Making Your Plot Look Good
There are many, many opinions on how plots should look. As such, the style we end up with here will mainly be my own preference. Hopefully between this and the next section I can give you the tools you need to make the plots look as you would like them to. This is also where the library of options within ggplot2
explodes, so I am certainly not calling this a comprehensive treatment of plot improvement beyond the default.6
Virtually everything about a plot can be changed. We will cover the fundamentals but I am sure some things will be left off. Luckily an online search often points you to a Stack Overflow thread where someone has experienced a similar issue before. Let’s get started with some basics. Most all things we want to change about the look of a plot happens within the theme()

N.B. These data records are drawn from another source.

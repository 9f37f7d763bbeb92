use std::cmp::Ordering;

use super::filter::{Filter, TextMatch};
use crate::catalog::Value;

pub fn eval<T: 'static>(filter: &Filter<T>, item: &T) -> bool {
    match filter {
        Filter::Always => true,
        Filter::Never => false,
        Filter::In { field, values } => {
            let value = field.read(item);
            values.contains(&value)
        }
        Filter::Range {
            field,
            lower,
            upper,
        } => {
            let value = field.read(item);
            let above = lower.as_ref().map_or(true, |lower| {
                matches!(
                    value.partial_cmp(lower),
                    Some(Ordering::Greater | Ordering::Equal)
                )
            });
            let below = upper.as_ref().map_or(true, |upper| {
                matches!(
                    value.partial_cmp(upper),
                    Some(Ordering::Less | Ordering::Equal)
                )
            });
            above && below
        }
        Filter::Text {
            field,
            mode,
            needle,
        } => match field.read(item) {
            Value::String(haystack) => eval_text(*mode, &haystack, needle),
            _ => false,
        },
        Filter::And(a, b) => eval(a, item) && eval(b, item),
        Filter::Or(a, b) => eval(a, item) || eval(b, item),
    }
}

fn eval_text(mode: TextMatch, haystack: &str, needle: &str) -> bool {
    match mode {
        TextMatch::Exact => haystack == needle,
        TextMatch::StartsWith => haystack.starts_with(needle),
        TextMatch::EndsWith => haystack.ends_with(needle),
        TextMatch::Contains => haystack.contains(needle),
    }
}

impl<T: 'static> Filter<T> {
    pub fn matches(&self, item: &T) -> bool {
        eval(self, item)
    }
}
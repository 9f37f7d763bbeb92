use chrono::{DateTime, NaiveDate, NaiveDateTime};

use crate::catalog::{Field, FieldKind, Value};
use crate::errors::CoercionError;

pub const NULL: &str = "null";

const DATETIME_FORMATS: [&str; 2] = ["%Y-%m-%dT%H:%M:%S%.f", "%Y-%m-%d %H:%M:%S%.f"];
const DATE_FORMAT: &str = "%Y-%m-%d";

pub fn is_null_literal(token: &str) -> bool {
    token.trim().eq_ignore_ascii_case(NULL)
}

/// Read a raw filter token as a value of `field`'s type.
pub fn coerce<T>(field: &Field<T>, token: &str) -> Result<Value, CoercionError> {
    let kind = field.kind();
    if kind.is_string() {
        return Ok(Value::String(token.to_string()));
    }

    if is_null_literal(token) {
        return if field.is_nullable() {
            Ok(Value::Null)
        } else {
            Err(CoercionError::NullNotAllowed { kind })
        };
    }

    coerce_kind(kind, token.trim())
}

fn coerce_kind(kind: FieldKind, token: &str) -> Result<Value, CoercionError> {
    let invalid = || CoercionError::invalid(token, kind);
    match kind {
        FieldKind::String => Ok(Value::String(token.to_string())),
        FieldKind::Int => token.parse::<i64>().map(Value::Int).map_err(|_| invalid()),
        FieldKind::Float => token
            .parse::<f64>()
            .ok()
            .filter(|f| f.is_finite())
            .map(Value::Float)
            .ok_or_else(invalid),
        FieldKind::Bool => {
            if token.eq_ignore_ascii_case("true") {
                Ok(Value::Bool(true))
            } else if token.eq_ignore_ascii_case("false") {
                Ok(Value::Bool(false))
            } else {
                Err(invalid())
            }
        }
        FieldKind::DateTime => parse_datetime(token).map(Value::DateTime).ok_or_else(invalid),
        FieldKind::Date => NaiveDate::parse_from_str(token, DATE_FORMAT)
            .map(Value::Date)
            .map_err(|_| invalid()),
        FieldKind::Enum(variants) => parse_enum(variants, token)
            .map(Value::Enum)
            .ok_or_else(invalid),
    }
}

fn parse_datetime(token: &str) -> Option<NaiveDateTime> {
    if let Ok(dt) = DateTime::parse_from_rfc3339(token) {
        return Some(dt.naive_utc());
    }

    for format in DATETIME_FORMATS {
        if let Ok(dt) = NaiveDateTime::parse_from_str(token, format) {
            return Some(dt);
        }
    }

    // a bare date means midnight
    NaiveDate::parse_from_str(token, DATE_FORMAT)
        .ok()
        .and_then(|date| date.and_hms_opt(0, 0, 0))
}

/// Enum tokens are either a variant name (any case) or its ordinal.
fn parse_enum(variants: &[&str], token: &str) -> Option<u32> {
    if let Some(idx) = variants.iter().position(|v| v.eq_ignore_ascii_case(token)) {
        return u32::try_from(idx).ok();
    }

    token
        .parse::<u32>()
        .ok()
        .filter(|&ordinal| (ordinal as usize) < variants.len())
}

/// Range bounds only make sense for ordered kinds.
pub fn supports_range(kind: FieldKind) -> bool {
    !matches!(kind, FieldKind::Bool | FieldKind::String)
}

function, but the main exception is with the labels for the axes, title, subtitle, and caption. These use the labs
function. Let’s see how that works.7
ggplot(mtcars, aes(wt, mpg, color = carb)) +
geom_point() +
geom_smooth(formula = y ~ x, method = lm) +
scale_color_continuous() +
scale_x_continuous(labels = scales::comma) +
labs(x = "Car Weight in Pounds", y = "Miles per Gallon",
title = "The Relationship Between Car Weight and Miles Per Gallon",
subtitle = "1974 Data")
These are fairly easy, just pay attention to the quotation marks and commas. Now, what if we want a better legend title. As with some things in ggplot2
there are multiple routes to get there. I typically just use name = ""
inside of the scaling function as follows:
ggplot(mtcars, aes(wt, mpg, color = carb)) +
geom_point() +
geom_smooth(formula = y ~ x, method = lm) +
scale_color_continuous(name = "Carburetors") +
scale_x_continuous(labels = scales::comma) +
labs(x = "Car Weight in Pounds", y = "Miles per Gallon",
title = "The Relationship Between Car Weight and Miles Per Gallon",
subtitle = "1974 Data")
We will deal with many more legend examples as we go along. Before getting into that, however, let me talk about some of the basics in terms of plot styling. As I mentioned above, most of our remaining action here will be inside of the theme()
function. One of the original hallmarks of ggplot2
was the grey background in the plotting (panel) area with the white grid lines intersecting on both major and minor grids corresponding with the axis tick labels and halfway between them. That is what we have been seeing so far. Let’s start by changing the background to white.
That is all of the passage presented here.